- Problem description
The answer must consist of each line below that contains the string "self".

+---+

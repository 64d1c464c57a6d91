//! Chronological message-count timelines.

use std::collections::BTreeMap;

use chrono::NaiveDate;
use serde::{Deserialize, Serialize};

use crate::record::ParsedMessage;
use crate::stats::select;

/// Message count for one calendar month.
#[derive(Debug, Clone, PartialEq, Eq, Serialize, Deserialize)]
pub struct MonthBucket {
    /// Year of the bucket.
    pub year: i32,
    /// Month number, 1-12.
    pub month_num: u32,
    /// English month name.
    pub month: String,
    /// Records in this month.
    pub count: usize,
}

impl MonthBucket {
    /// Returns the axis label, e.g. `"January-2023"`.
    pub fn label(&self) -> String {
        format!("{}-{}", self.month, self.year)
    }
}

/// Message count for one calendar day.
#[derive(Debug, Clone, Copy, PartialEq, Eq, Serialize, Deserialize)]
pub struct DayBucket {
    /// The day.
    pub date: NaiveDate,
    /// Records on this day.
    pub count: usize,
}

/// Counts records per calendar month, in chronological order.
///
/// Months with no records do not appear.
pub fn monthly_timeline(records: &[ParsedMessage], user: Option<&str>) -> Vec<MonthBucket> {
    let mut buckets: BTreeMap<(i32, u32), (String, usize)> = BTreeMap::new();

    for record in select(records, user) {
        let entry = buckets
            .entry((record.year, record.month_num))
            .or_insert_with(|| (record.month.clone(), 0));
        entry.1 += 1;
    }

    buckets
        .into_iter()
        .map(|((year, month_num), (month, count))| MonthBucket {
            year,
            month_num,
            month,
            count,
        })
        .collect()
}

/// Counts records per calendar day, in chronological order.
///
/// Days with no records do not appear.
pub fn daily_timeline(records: &[ParsedMessage], user: Option<&str>) -> Vec<DayBucket> {
    let mut buckets: BTreeMap<NaiveDate, usize> = BTreeMap::new();

    for record in select(records, user) {
        *buckets.entry(record.only_date).or_insert(0) += 1;
    }

    buckets
        .into_iter()
        .map(|(date, count)| DayBucket { date, count })
        .collect()
}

+---+

- Response area
    pub fn label(&self) -> String {
        format!("{}-{}", self.month, self.year)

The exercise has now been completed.